Content starts

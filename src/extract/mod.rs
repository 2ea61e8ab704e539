pub mod link;
pub mod plain;
pub mod svg;

use crate::config::Settings;

/// Where a candidate came from. The derived order is the merge precedence:
/// later kinds overwrite the fields produced by earlier ones.
#[derive(Debug, Clone, Copy, PartialEq, Eq, PartialOrd, Ord)]
pub enum CandidateKind {
    FullUrl,
    SvgFilename,
    PlainSlug,
    ChartId,
}

/// One interpretation of the clipboard text.
#[derive(Debug, Clone, PartialEq)]
pub struct Candidate {
    pub kind: CandidateKind,
    pub slug: Option<String>,
    pub query_params: Option<String>,
    pub chart_id: Option<u64>,
    pub pathname: Option<String>,
    pub is_admin_page: bool,
}

impl Candidate {
    pub fn new(kind: CandidateKind) -> Self {
        Self {
            kind,
            slug: None,
            query_params: None,
            chart_id: None,
            pathname: None,
            is_admin_page: false,
        }
    }

    /// A candidate pointing at `/grapher/<slug>`.
    pub fn grapher(kind: CandidateKind, slug: &str, query_params: Option<String>) -> Self {
        Self {
            slug: Some(slug.to_string()),
            pathname: Some(grapher_path(slug)),
            query_params,
            ..Self::new(kind)
        }
    }
}

pub fn grapher_path(slug: &str) -> String {
    format!("/grapher/{}", slug)
}

/// Every interpretation of `text`, in precedence order. Pure, no I/O.
///
/// Plain-slug and chart-id candidates are only staged here; the resolver
/// must confirm them before they can take part in a merge.
pub fn extract_candidates(text: &str, settings: &Settings) -> Vec<Candidate> {
    let text = text.trim();
    let mut candidates = Vec::new();

    if let link::UrlMatch::Matched(candidate) = link::classify_url(text, settings) {
        candidates.push(candidate);
    }
    if let Some(candidate) = svg::match_filename(text) {
        candidates.push(candidate);
    }
    candidates.extend(plain::stage(text));

    candidates
}

#[cfg(test)]
mod tests {
    use super::*;

    #[test]
    fn kinds_are_ordered_by_precedence() {
        assert!(CandidateKind::FullUrl < CandidateKind::SvgFilename);
        assert!(CandidateKind::SvgFilename < CandidateKind::PlainSlug);
        assert!(CandidateKind::PlainSlug < CandidateKind::ChartId);
    }

    #[test]
    fn grapher_url_yields_only_a_url_candidate() {
        let settings = Settings::default();
        let c = extract_candidates(
            "  https://ourworldindata.org/grapher/life-expectancy?tab=chart\n",
            &settings,
        );
        assert_eq!(c.len(), 1);
        assert_eq!(c[0].kind, CandidateKind::FullUrl);
        assert_eq!(c[0].slug.as_deref(), Some("life-expectancy"));
    }

    #[test]
    fn svg_filename_yields_a_filename_candidate() {
        let settings = Settings::default();
        let c = extract_candidates("svg/co2-emissions_v2_abcdef.svg", &settings);
        assert_eq!(c.len(), 1);
        assert_eq!(c[0].kind, CandidateKind::SvgFilename);
        assert_eq!(c[0].slug.as_deref(), Some("co2-emissions"));
    }

    #[test]
    fn numeric_text_is_staged_as_slug_and_chart_id() {
        let settings = Settings::default();
        let c = extract_candidates("42", &settings);
        let kinds: Vec<_> = c.iter().map(|c| c.kind).collect();
        assert_eq!(kinds, vec![CandidateKind::PlainSlug, CandidateKind::ChartId]);
        assert_eq!(c[0].slug.as_deref(), Some("42"));
        assert_eq!(c[1].chart_id, Some(42));
    }

    #[test]
    fn foreign_url_yields_nothing() {
        let settings = Settings::default();
        assert!(extract_candidates("https://example.com/grapher/gdp", &settings).is_empty());
    }

    #[test]
    fn empty_text_yields_nothing() {
        let settings = Settings::default();
        assert!(extract_candidates("   ", &settings).is_empty());
    }
}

Content ends

Which lines above contain "ChartId"? Show each of them.

### Output:
    ChartId,
        assert!(CandidateKind::PlainSlug < CandidateKind::ChartId);
        assert_eq!(kinds, vec![CandidateKind::PlainSlug, CandidateKind::ChartId]);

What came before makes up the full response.